Trainee architect by profession, daydreamer by habit, Alex happens to have one ready: the power of instantaneous travel.
It’s only when he finds himself in Oman on his debut ‘flight’, and is drawn, by a chance encounter with the kindly scholar Burhan, into the perilous quest for an ancient cloth, that Alex realises there’s always a price to pay for a new gift.

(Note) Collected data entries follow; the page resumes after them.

//! End-to-end scoring over a small tweet corpus.

use rs_senti_core::io::TrainingData;
use rs_senti_core::{FeatureSet, Polarity, SentimentClassifier, SentimentError, classify, train};

const POSITIVE: [&str; 5] = [
	"I love this car",
	"This view is amazing",
	"I feel great this morning",
	"I am so excited about the concert",
	"He is my best friend",
];

const NEGATIVE: [&str; 5] = [
	"I do not like this car",
	"This view is horrible",
	"I feel tired this morning",
	"I am not looking forward to the concert",
	"He is my enemy",
];

fn tweet_classifier() -> SentimentClassifier {
	let data = TrainingData {
		positive: POSITIVE.iter().map(|s| s.to_string()).collect(),
		negative: NEGATIVE.iter().map(|s| s.to_string()).collect(),
	};
	SentimentClassifier::from_training_data(&data).unwrap()
}

#[test]
fn garbage_is_neutral() {
	let guess = tweet_classifier().guess("goregho regeorg egewg").unwrap();
	assert_eq!(guess.score, 0.0);
}

#[test]
fn balanced_words_cancel_out() {
	// "friend" only appears in a positive tweet, "enemy" only in a negative one
	let guess = tweet_classifier().guess("friend and enemy").unwrap();
	assert_eq!(guess.score, 0.0);
	assert_eq!(guess.positive, 0.5);
}

#[test]
fn polarized_text_leans_positive() {
	let guess = tweet_classifier().guess("This car is my best friend and enemy.").unwrap();
	assert!(guess.score > 0.0, "score is {}", guess.score);
	assert!((guess.score - 0.5).abs() < 1e-9);
	assert_eq!(guess.polarity, Polarity::Positive);
}

#[test]
fn negative_text_leans_negative() {
	let guess = tweet_classifier().guess("I do not like the concert").unwrap();
	assert_eq!(guess.polarity, Polarity::Negative);
	assert!(guess.score < -0.9);
}

#[test]
fn scores_stay_in_range() {
	let classifier = tweet_classifier();
	for text in POSITIVE.iter().chain(NEGATIVE.iter()) {
		let guess = classifier.guess(text).unwrap();
		assert!((-1.0..=1.0).contains(&guess.score), "{text}: {}", guess.score);
		assert!((guess.positive + guess.negative - 1.0).abs() < 1e-9);
	}
}

#[test]
fn training_sentences_classify_as_their_label() {
	let classifier = tweet_classifier();
	for text in POSITIVE {
		assert_eq!(classifier.guess(text).unwrap().polarity, Polarity::Positive, "{text}");
	}
	for text in NEGATIVE {
		assert_eq!(classifier.guess(text).unwrap().polarity, Polarity::Negative, "{text}");
	}
}

#[test]
fn presence_features_classify_directly() {
	let classifier = tweet_classifier();
	let features = FeatureSet::from([("horrible".to_owned(), true)]);

	assert_eq!(classifier.classify(&features).unwrap(), Polarity::Negative);
	assert_eq!(classifier.classifier().labels(), &[Polarity::Positive, Polarity::Negative]);
}

#[test]
fn loads_from_json() {
	let json = r#"{"trainingData": {"positive": ["what a lovely day"], "negative": ["what an awful day"]}}"#;
	let classifier = SentimentClassifier::from_json_str(json).unwrap();
	assert_eq!(classifier.guess("lovely").unwrap().polarity, Polarity::Positive);
	assert_eq!(classifier.guess("awful").unwrap().polarity, Polarity::Negative);
}

#[test]
fn empty_example_list_fails() {
	let result = train::<Polarity, bool, _>(Vec::<(FeatureSet, Polarity)>::new());
	assert!(matches!(result, Err(SentimentError::EmptyTrainingSet)));
}

#[test]
fn core_entry_points_agree_with_facade() {
	let examples = vec![
		(FeatureSet::from([("nice".to_owned(), true), ("pretty".to_owned(), true)]), "pos"),
		(FeatureSet::from([("ugly".to_owned(), true), ("bald".to_owned(), true)]), "neg"),
	];
	let model = train(examples).unwrap();

	let query = FeatureSet::from([("nice".to_owned(), true), ("pretty".to_owned(), true)]);
	let posterior = classify(&model, &query).unwrap();
	assert_eq!(posterior.max(), Some(&"pos"));
	assert!(posterior.log_probability(&"pos") > posterior.log_probability(&"neg"));
}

Burhan sees the cloth as a beacon of hope for mankind. Salah, his ruthless cousin, wants to lock it away forever. The chase that ensues will threaten Burhan’s life, Alex’s life and Carol’s too, his enigmatic new girlfriend. But it may also reveal the identity and true purpose of the girl in the park with the wand.
Assessment:
Plot: Ken Paterson's The Story of the Cloth catches its readers with a pair of irresistible hooks. Its early passages are singular, offering thoughtful, amusing, mysterious fantasy of a high quality, especially as the scenario edges up against great questions of belief and existence. The ensuing hunt for the cloth, though, plays out more routinely than those dazzling first chapters promise, and several intriguing plot elements (an aphrodisiac, a Tube-ride pickup of a woman of mystery) ultimately just set up familiar sex farce and men's adventure story beats, including the standard-issue rescue of a damsel from an impregnable prison. The novel's ending, however, honors the promise of the opening, revealing a weird (in the best sense of the word) and touching cosmology behind the fairy fantasy, a vision of a bicameral heaven in the humanist spirit of Powell and Pressburger's "A Matter of Life and Death."

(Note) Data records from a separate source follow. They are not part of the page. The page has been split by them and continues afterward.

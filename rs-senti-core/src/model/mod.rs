//! The Naive Bayes model, its trainer and its classifier.
//!
//! Data flows one way: `Trainer` -> `NaiveBayesModel` -> `Classifier`.
//! A model is immutable once trained; retraining builds a new one.

/// Feature sets and the reserved `Unseen` value marker.
pub mod sample;

/// Immutable container for the label prior and per-label conditionals.
pub mod naive_bayes;

/// Counting, balancing and estimator construction.
pub mod trainer;

/// Log-domain posterior computation and the `Classifier` wrapper.
pub mod classifier;

/// Reporting of model defects found while classifying.
pub mod diagnostics;
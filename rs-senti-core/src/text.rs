use std::sync::LazyLock;

use regex::Regex;

static MENTION_REGEX: LazyLock<Regex> =
	LazyLock::new(|| Regex::new(r"@[A-Za-z0-9_]+").unwrap());
static HASHTAG_REGEX: LazyLock<Regex> =
	LazyLock::new(|| Regex::new(r"#[A-Za-z0-9_]+").unwrap());
static TAG_REGEX: LazyLock<Regex> =
	LazyLock::new(|| Regex::new(r"<[^<]+?>").unwrap());
static URL_REGEX: LazyLock<Regex> =
	LazyLock::new(|| Regex::new(r"(http|www)[^ ]*").unwrap());

/// Emoticons kept as tokens even though punctuation is stripped.
pub const EMOTICONS: [&str; 8] = [":)", ":(", "):", "(:", "(-:", ")-:", ":-)", ":-("];

/// Turns a short message into a list of normalized tokens.
///
/// Steps, in order:
/// - lowercase
/// - drop `@mentions`, `#hashtags`
/// - squeeze runs of 3+ identical word characters down to 2 (`cooool` -> `cool`)
/// - drop SGML tags and `http…` / `www…` runs
/// - strip ASCII punctuation, then re-append emoticons that were present
/// - split on whitespace, keeping tokens longer than one character
///
/// ```
/// use rs_senti_core::text::normalize_text;
///
/// assert_eq!(normalize_text("Sooooo HAPPY @bob :)"), vec!["soo", "happy", ":)"]);
/// assert!(normalize_text("").is_empty());
/// ```
pub fn normalize_text(text: &str) -> Vec<String> {
	if text.is_empty() {
		return Vec::new();
	}

	let text = text.to_lowercase();
	let text = MENTION_REGEX.replace_all(&text, "");
	let text = HASHTAG_REGEX.replace_all(&text, "");
	let text = squeeze_repeats(&text);
	let text = TAG_REGEX.replace_all(&text, "");
	let text = URL_REGEX.replace_all(&text, "");

	let emoticons: Vec<&str> = EMOTICONS.iter().copied().filter(|e| text.contains(e)).collect();

	let stripped: String = text.chars().filter(|c| !c.is_ascii_punctuation()).collect();

	stripped
		.split_whitespace()
		.chain(emoticons)
		.filter(|token| token.chars().count() > 1)
		.map(str::to_owned)
		.collect()
}

/// Collapses every run of more than two identical word characters to two.
fn squeeze_repeats(text: &str) -> String {
	let mut out = String::with_capacity(text.len());
	let mut previous: Option<char> = None;
	let mut run = 0;
	for c in text.chars() {
		if Some(c) == previous {
			run += 1;
		} else {
			previous = Some(c);
			run = 1;
		}
		if run <= 2 || !is_word_char(c) {
			out.push(c);
		}
	}
	out
}

fn is_word_char(c: char) -> bool {
	c.is_alphanumeric() || c == '_'
}

#[cfg(test)]
mod tests {
	use super::*;

	#[test]
	fn strips_noise() {
		let text = "ommmmmmg how'r U!? VISI T  <html> <a href='http://google.com'> my</a> site @ http://www.coolstuff.com haha";
		assert_eq!(normalize_text(text), vec!["ommg", "howr", "visi", "my", "site", "haha"]);
	}

	#[test]
	fn keeps_non_latin_words() {
		let tokens = normalize_text("FOE JAPAN が粘り強く主張していた避難の権利");
		assert_eq!(tokens, vec!["foe", "japan", "が粘り強く主張していた避難の権利"]);
	}

	#[test]
	fn trims_single_word() {
		assert_eq!(normalize_text("no "), vec!["no"]);
	}

	#[test]
	fn empty_text_has_no_tokens() {
		assert!(normalize_text("").is_empty());
		assert!(normalize_text("   ").is_empty());
	}

	#[test]
	fn keeps_emoticons_as_separate_tokens() {
		assert_eq!(normalize_text("I'm so happy :) #blessed @bob"), vec!["im", "so", "happy", ":)"]);
	}

	#[test]
	fn squeeze_only_touches_word_characters() {
		assert_eq!(squeeze_repeats("yaaaay!!!!"), "yaay!!!!");
		assert_eq!(squeeze_repeats("aa"), "aa");
	}
}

Prose: Line by line, The Story of the Cloth sparkles. Paterson's prose is scrupulous, elegant, and pleasing, studded with sly turns of phrase and observations worth lingering over. The dialogue is strong and inviting, both when the characters cheerily one-up each other and especially when Burhan tells the long history of the miracle cloth. While in earnest, the novel often is written in a tone of wry detachment, which works much better in the scenes of curious fantasy and everyday amusements than in the passages of suspense and adventure in the novel's mid and late sections. Paterson tends to summarize the action without diving into Alex's in-the-moment consciousness, so the hero's fears and perceptions and pulse feel distant.
Originality: This novel is most inspired when it's at its most unique, when readers and protagonist both are caught up in the possibility of what Paterson describes as "curves in the logic of the universe." As the pages pass, however, those original elements--and a spirit of philosophical inquiry--become increasingly subordinate to familiar thriller plotting.
Character Development: The first page invites us into the mind of Alex, the kind of bloke who already has worked up a painstaking response just in case he's ever offered a magical wish. After that, though, we're given little insight into his hopes or desires, learning only that he's an architect who sees slow international arthouse cinema with a friend. It comes as a surprise when he announces that he's in love with Carol, the woman of mystery who turns out to be not that mysterious at all, though her interest in Alex might prove more convincing if she had a stake in the intrigue. The narrative voice is sufficiently far removed from Alex that its wit and verve seems unconnected to his mind. He encounters a sprawling cast of characters, but for all of their amusing dialogue most of them make little impression -- they tend to sound like each other and like the narrator. Burhan proves a welcome exception, however, and one of the book's pleasures comes from the teasing possibility that he might be setting Alex up.
Date Submitted: August 30, 2019
“… harrowing moments … engrossing tale … Paterson’s exceptional prose turns the seemingly mundane into alluring imagery … A solid blend of genres, though the writing and characters shine brightest.” – Kirkus Reviews
“… Well written and thought provoking, The Story of the Cloth is comparable to another journey, Rachel Joyce’s The Unlikely Pilgrimage of Harold Fry. Both are eloquently told adventures on human life and the journeys we embark on. … The author’s ingenious twists and unexpected tangents have the reader sitting on the edge of his/her seat, wondering what to expect next. … This is a powerful and creative story with a complexity that is both satisfying and engrossing.” (5 stars) – Readers’ Favorite.